▽
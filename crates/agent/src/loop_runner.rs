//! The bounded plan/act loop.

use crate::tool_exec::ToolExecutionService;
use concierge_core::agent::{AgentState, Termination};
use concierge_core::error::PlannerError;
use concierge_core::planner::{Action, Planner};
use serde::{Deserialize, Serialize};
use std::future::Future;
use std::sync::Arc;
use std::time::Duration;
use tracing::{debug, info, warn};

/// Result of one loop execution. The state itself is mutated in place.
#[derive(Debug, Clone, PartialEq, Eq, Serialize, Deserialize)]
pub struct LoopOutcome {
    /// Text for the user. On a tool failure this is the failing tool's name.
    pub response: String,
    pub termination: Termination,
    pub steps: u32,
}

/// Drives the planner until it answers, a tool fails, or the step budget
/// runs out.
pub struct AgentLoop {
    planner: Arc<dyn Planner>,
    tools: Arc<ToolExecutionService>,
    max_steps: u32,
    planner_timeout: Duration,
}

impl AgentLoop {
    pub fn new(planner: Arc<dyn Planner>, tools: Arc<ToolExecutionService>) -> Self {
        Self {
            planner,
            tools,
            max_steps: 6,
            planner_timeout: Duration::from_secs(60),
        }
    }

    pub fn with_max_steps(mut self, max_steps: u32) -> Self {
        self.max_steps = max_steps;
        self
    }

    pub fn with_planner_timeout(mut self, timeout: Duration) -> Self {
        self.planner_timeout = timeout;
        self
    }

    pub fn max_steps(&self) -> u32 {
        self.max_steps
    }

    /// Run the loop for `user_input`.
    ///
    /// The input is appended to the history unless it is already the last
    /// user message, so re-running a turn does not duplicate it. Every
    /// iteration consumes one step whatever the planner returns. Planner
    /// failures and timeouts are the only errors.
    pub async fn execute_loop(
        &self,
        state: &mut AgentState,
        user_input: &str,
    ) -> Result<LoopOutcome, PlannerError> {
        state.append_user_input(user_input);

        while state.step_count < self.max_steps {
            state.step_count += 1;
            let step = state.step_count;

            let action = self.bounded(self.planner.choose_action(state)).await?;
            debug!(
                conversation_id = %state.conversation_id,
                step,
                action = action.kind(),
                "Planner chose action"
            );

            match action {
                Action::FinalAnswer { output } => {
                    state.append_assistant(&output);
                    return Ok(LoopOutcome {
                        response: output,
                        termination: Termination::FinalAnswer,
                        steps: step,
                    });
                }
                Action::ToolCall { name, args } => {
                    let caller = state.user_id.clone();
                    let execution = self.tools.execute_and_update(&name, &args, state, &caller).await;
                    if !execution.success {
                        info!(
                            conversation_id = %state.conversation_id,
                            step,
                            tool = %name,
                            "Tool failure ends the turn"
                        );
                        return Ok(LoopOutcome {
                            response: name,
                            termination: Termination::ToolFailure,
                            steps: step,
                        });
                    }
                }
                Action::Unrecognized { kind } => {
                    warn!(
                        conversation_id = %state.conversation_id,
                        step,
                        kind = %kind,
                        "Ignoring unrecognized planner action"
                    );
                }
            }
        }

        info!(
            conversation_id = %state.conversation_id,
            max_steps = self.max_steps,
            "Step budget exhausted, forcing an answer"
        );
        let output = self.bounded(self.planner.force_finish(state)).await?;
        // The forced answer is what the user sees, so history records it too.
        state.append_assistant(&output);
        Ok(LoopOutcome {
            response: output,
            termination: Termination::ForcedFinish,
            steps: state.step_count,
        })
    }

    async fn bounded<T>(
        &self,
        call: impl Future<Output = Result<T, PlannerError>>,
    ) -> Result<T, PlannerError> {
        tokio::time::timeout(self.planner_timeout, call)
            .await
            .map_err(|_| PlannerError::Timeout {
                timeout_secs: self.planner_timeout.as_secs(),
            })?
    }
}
△
Each line of the listing must appear in the answer exactly as above.

» Task solution:
filename crates/agent/src/loop_runner.rs
//! The bounded plan/act loop.

use crate::tool_exec::ToolExecutionService;
use concierge_core::agent::{AgentState, Termination};
use concierge_core::error::PlannerError;
use concierge_core::planner::{Action, Planner};
use serde::{Deserialize, Serialize};
use std::future::Future;
use std::sync::Arc;
use std::time::Duration;
use tracing::{debug, info, warn};

/// Result of one loop execution. The state itself is mutated in place.
#[derive(Debug, Clone, PartialEq, Eq, Serialize, Deserialize)]
pub struct LoopOutcome {
    /// Text for the user. On a tool failure this is the failing tool's name.
    pub response: String,
    pub termination: Termination,
    pub steps: u32,
}

/// Drives the planner until it answers, a tool fails, or the step budget
/// runs out.
pub struct AgentLoop {
    planner: Arc<dyn Planner>,
    tools: Arc<ToolExecutionService>,
    max_steps: u32,
    planner_timeout: Duration,
}

impl AgentLoop {
    pub fn new(planner: Arc<dyn Planner>, tools: Arc<ToolExecutionService>) -> Self {
        Self {
            planner,
            tools,
            max_steps: 6,
            planner_timeout: Duration::from_secs(60),
        }
    }

    pub fn with_max_steps(mut self, max_steps: u32) -> Self {
        self.max_steps = max_steps;
        self
    }

    pub fn with_planner_timeout(mut self, timeout: Duration) -> Self {
        self.planner_timeout = timeout;
        self
    }

    pub fn max_steps(&self) -> u32 {
        self.max_steps
    }

    /// Run the loop for `user_input`.
    ///
    /// The input is appended to the history unless it is already the last
    /// user message, so re-running a turn does not duplicate it. Every
    /// iteration consumes one step whatever the planner returns. Planner
    /// failures and timeouts are the only errors.
    pub async fn execute_loop(
        &self,
        state: &mut AgentState,
        user_input: &str,
    ) -> Result<LoopOutcome, PlannerError> {
        state.append_user_input(user_input);

        while state.step_count < self.max_steps {
            state.step_count += 1;
            let step = state.step_count;

            let action = self.bounded(self.planner.choose_action(state)).await?;
            debug!(
                conversation_id = %state.conversation_id,
                step,
                action = action.kind(),
                "Planner chose action"
            );

            match action {
                Action::FinalAnswer { output } => {
                    state.append_assistant(&output);
                    return Ok(LoopOutcome {
                        response: output,
                        termination: Termination::FinalAnswer,
                        steps: step,
                    });
                }
                Action::ToolCall { name, args } => {
                    let caller = state.user_id.clone();
                    let execution = self.tools.execute_and_update(&name, &args, state, &caller).await;
                    if !execution.success {
                        info!(
                            conversation_id = %state.conversation_id,
                            step,
                            tool = %name,
                            "Tool failure ends the turn"
                        );
                        return Ok(LoopOutcome {
                            response: name,
                            termination: Termination::ToolFailure,
                            steps: step,
                        });
                    }
                }
                Action::Unrecognized { kind } => {
                    warn!(
                        conversation_id = %state.conversation_id,
                        step,
                        kind = %kind,
                        "Ignoring unrecognized planner action"
                    );
                }
            }
        }

        info!(
            conversation_id = %state.conversation_id,
            max_steps = self.max_steps,
            "Step budget exhausted, forcing an answer"
        );
        let output = self.bounded(self.planner.force_finish(state)).await?;
        // The forced answer is what the user sees, so history records it too.
        state.append_assistant(&output);
        Ok(LoopOutcome {
            response: output,
            termination: Termination::ForcedFinish,
            steps: state.step_count,
        })
    }

    async fn bounded<T>(
        &self,
        call: impl Future<Output = Result<T, PlannerError>>,
    ) -> Result<T, PlannerError> {
        tokio::time::timeout(self.planner_timeout, call)
            .await
            .map_err(|_| PlannerError::Timeout {
                timeout_secs: self.planner_timeout.as_secs(),
            })?
    }
}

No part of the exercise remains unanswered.